Work order:
Nothing but the data, repeated exactly, belongs in the answer.

(Data excerpts)
━━━

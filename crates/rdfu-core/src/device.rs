//! Device abstraction
//!
//! The flashing engine talks to devices only through the traits in this
//! module. A handle is consumed by [`DfuDevice::reboot`] and
//! [`DfuDevice::leave`]: after a reboot the only way to reach the device
//! again is through the returned [`Rediscover`] token, so a stale handle can
//! never be used.

use crate::memory::MemoryLayout;

pub use crate::plan::DownloadContext;

/// Selects devices by USB identifiers
///
/// A field left as `None` matches any value.
#[derive(Debug, Clone, Copy, Default, PartialEq, Eq)]
pub struct DeviceFilter {
    /// USB vendor ID
    pub vendor_id: Option<u16>,
    /// USB product ID
    pub product_id: Option<u16>,
}

impl DeviceFilter {
    /// Filter matching every device
    pub fn any() -> Self {
        Self::default()
    }

    /// Filter matching exactly one vendor/product pair
    pub fn exact(vendor_id: u16, product_id: u16) -> Self {
        Self {
            vendor_id: Some(vendor_id),
            product_id: Some(product_id),
        }
    }

    /// Check a vendor/product pair against the filter
    pub fn matches(&self, vendor_id: u16, product_id: u16) -> bool {
        self.vendor_id.is_none_or(|v| v == vendor_id)
            && self.product_id.is_none_or(|p| p == product_id)
    }
}

/// One DFU alternate setting and the memory it exposes
#[derive(Debug, Clone, PartialEq, Eq)]
pub struct InterfaceInfo {
    /// Interface number
    pub interface: u8,
    /// Alternate setting
    pub alt_setting: u8,
    /// Parsed memory layout
    pub layout: MemoryLayout,
}

impl InterfaceInfo {
    /// Memory name from the interface string
    pub fn name(&self) -> &str {
        &self.layout.name
    }
}

/// Static description of a DFU device
#[derive(Debug, Clone, PartialEq, Eq)]
pub struct DeviceInfo {
    /// USB vendor ID
    pub vendor_id: u16,
    /// USB product ID
    pub product_id: u16,
    /// Product string, empty when the device has none
    pub product_string: String,
    /// Bus identifier
    pub bus_id: String,
    /// Address on the bus
    pub device_address: u8,
    /// Whether the device speaks the DfuSe extensions
    pub dfuse: bool,
    /// Alternate settings with a usable memory layout
    pub interfaces: Vec<InterfaceInfo>,
}

impl DeviceInfo {
    /// Start of the first segment of the first interface
    pub fn default_start_address(&self) -> Option<u32> {
        self.interfaces
            .first()
            .and_then(|intf| intf.layout.start_address())
    }

    /// Interface whose memory contains `[start, end]`
    pub fn find_interface(&self, start: u32, end: u32) -> Option<&InterfaceInfo> {
        self.interfaces
            .iter()
            .find(|intf| intf.layout.covers(start, end))
    }
}

/// A DFU device in bootloader mode
pub trait DfuDevice: Sized {
    /// Transport error
    type Error: std::error::Error + Send + Sync + 'static;

    /// Token used to find the device again after a reboot
    type Rebooting: Rediscover<Device = Self>;

    /// Static device description
    fn info(&self) -> &DeviceInfo;

    /// Where a plain binary goes when no address is given
    fn default_start_address(&self) -> Option<u32> {
        self.info().default_start_address()
    }

    /// Bring the device back to the idle state
    fn reset_state(&mut self) -> Result<(), Self::Error>;

    /// Prepare a download of `[start, end]` and report the geometry to use
    fn start_download(&mut self, start: u32, end: u32) -> Result<DownloadContext, Self::Error>;

    /// Erase the page beginning at `address`
    fn erase_page(&mut self, address: u32) -> Result<(), Self::Error>;

    /// Write `data` at `address`; `data` never exceeds the transfer size
    fn download(&mut self, address: u32, data: &[u8]) -> Result<(), Self::Error>;

    /// Write `data` at `address`, then restart the device at `reboot_address`
    ///
    /// The device disconnects; the handle is consumed.
    fn reboot(self, address: u32, data: &[u8], reboot_address: u32)
        -> Result<Self::Rebooting, Self::Error>;

    /// Leave DFU mode and start the application
    fn leave(self) -> Result<(), Self::Error>;
}

/// Finds a device again after it re-enumerated
pub trait Rediscover {
    /// Handle type produced once the device is back
    type Device;

    /// Rediscovery error
    type Error: std::error::Error + Send + Sync + 'static;

    /// Poll the bus once; `Ok(None)` while the device is still away
    fn rediscover(&mut self) -> Result<Option<Self::Device>, Self::Error>;
}

/// A DFU device that supports reading memory back
pub trait DfuUpload: DfuDevice {
    /// Prepare reading `length` bytes at `start`, returning the block size
    fn start_upload(&mut self, start: u32, length: usize) -> Result<u16, Self::Error>;

    /// Read up to `length` bytes at `address`
    ///
    /// `address` advances by the block size from the upload start.
    fn upload(&mut self, address: u32, length: usize) -> Result<Vec<u8>, Self::Error>;
}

━━━

Output of the exercise:
filename crates/rdfu-core/src/device.rs
//! Device abstraction
//!
//! The flashing engine talks to devices only through the traits in this
//! module. A handle is consumed by [`DfuDevice::reboot`] and
//! [`DfuDevice::leave`]: after a reboot the only way to reach the device
//! again is through the returned [`Rediscover`] token, so a stale handle can
//! never be used.

use crate::memory::MemoryLayout;

pub use crate::plan::DownloadContext;

/// Selects devices by USB identifiers
///
/// A field left as `None` matches any value.
#[derive(Debug, Clone, Copy, Default, PartialEq, Eq)]
pub struct DeviceFilter {
    /// USB vendor ID
    pub vendor_id: Option<u16>,
    /// USB product ID
    pub product_id: Option<u16>,
}

impl DeviceFilter {
    /// Filter matching every device
    pub fn any() -> Self {
        Self::default()
    }

    /// Filter matching exactly one vendor/product pair
    pub fn exact(vendor_id: u16, product_id: u16) -> Self {
        Self {
            vendor_id: Some(vendor_id),
            product_id: Some(product_id),
        }
    }

    /// Check a vendor/product pair against the filter
    pub fn matches(&self, vendor_id: u16, product_id: u16) -> bool {
        self.vendor_id.is_none_or(|v| v == vendor_id)
            && self.product_id.is_none_or(|p| p == product_id)
    }
}

/// One DFU alternate setting and the memory it exposes
#[derive(Debug, Clone, PartialEq, Eq)]
pub struct InterfaceInfo {
    /// Interface number
    pub interface: u8,
    /// Alternate setting
    pub alt_setting: u8,
    /// Parsed memory layout
    pub layout: MemoryLayout,
}

impl InterfaceInfo {
    /// Memory name from the interface string
    pub fn name(&self) -> &str {
        &self.layout.name
    }
}

/// Static description of a DFU device
#[derive(Debug, Clone, PartialEq, Eq)]
pub struct DeviceInfo {
    /// USB vendor ID
    pub vendor_id: u16,
    /// USB product ID
    pub product_id: u16,
    /// Product string, empty when the device has none
    pub product_string: String,
    /// Bus identifier
    pub bus_id: String,
    /// Address on the bus
    pub device_address: u8,
    /// Whether the device speaks the DfuSe extensions
    pub dfuse: bool,
    /// Alternate settings with a usable memory layout
    pub interfaces: Vec<InterfaceInfo>,
}

impl DeviceInfo {
    /// Start of the first segment of the first interface
    pub fn default_start_address(&self) -> Option<u32> {
        self.interfaces
            .first()
            .and_then(|intf| intf.layout.start_address())
    }

    /// Interface whose memory contains `[start, end]`
    pub fn find_interface(&self, start: u32, end: u32) -> Option<&InterfaceInfo> {
        self.interfaces
            .iter()
            .find(|intf| intf.layout.covers(start, end))
    }
}

/// A DFU device in bootloader mode
pub trait DfuDevice: Sized {
    /// Transport error
    type Error: std::error::Error + Send + Sync + 'static;

    /// Token used to find the device again after a reboot
    type Rebooting: Rediscover<Device = Self>;

    /// Static device description
    fn info(&self) -> &DeviceInfo;

    /// Where a plain binary goes when no address is given
    fn default_start_address(&self) -> Option<u32> {
        self.info().default_start_address()
    }

    /// Bring the device back to the idle state
    fn reset_state(&mut self) -> Result<(), Self::Error>;

    /// Prepare a download of `[start, end]` and report the geometry to use
    fn start_download(&mut self, start: u32, end: u32) -> Result<DownloadContext, Self::Error>;

    /// Erase the page beginning at `address`
    fn erase_page(&mut self, address: u32) -> Result<(), Self::Error>;

    /// Write `data` at `address`; `data` never exceeds the transfer size
    fn download(&mut self, address: u32, data: &[u8]) -> Result<(), Self::Error>;

    /// Write `data` at `address`, then restart the device at `reboot_address`
    ///
    /// The device disconnects; the handle is consumed.
    fn reboot(self, address: u32, data: &[u8], reboot_address: u32)
        -> Result<Self::Rebooting, Self::Error>;

    /// Leave DFU mode and start the application
    fn leave(self) -> Result<(), Self::Error>;
}

/// Finds a device again after it re-enumerated
pub trait Rediscover {
    /// Handle type produced once the device is back
    type Device;

    /// Rediscovery error
    type Error: std::error::Error + Send + Sync + 'static;

    /// Poll the bus once; `Ok(None)` while the device is still away
    fn rediscover(&mut self) -> Result<Option<Self::Device>, Self::Error>;
}

/// A DFU device that supports reading memory back
pub trait DfuUpload: DfuDevice {
    /// Prepare reading `length` bytes at `start`, returning the block size
    fn start_upload(&mut self, start: u32, length: usize) -> Result<u16, Self::Error>;

    /// Read up to `length` bytes at `address`
    ///
    /// `address` advances by the block size from the upload start.
    fn upload(&mut self, address: u32, length: usize) -> Result<Vec<u8>, Self::Error>;
}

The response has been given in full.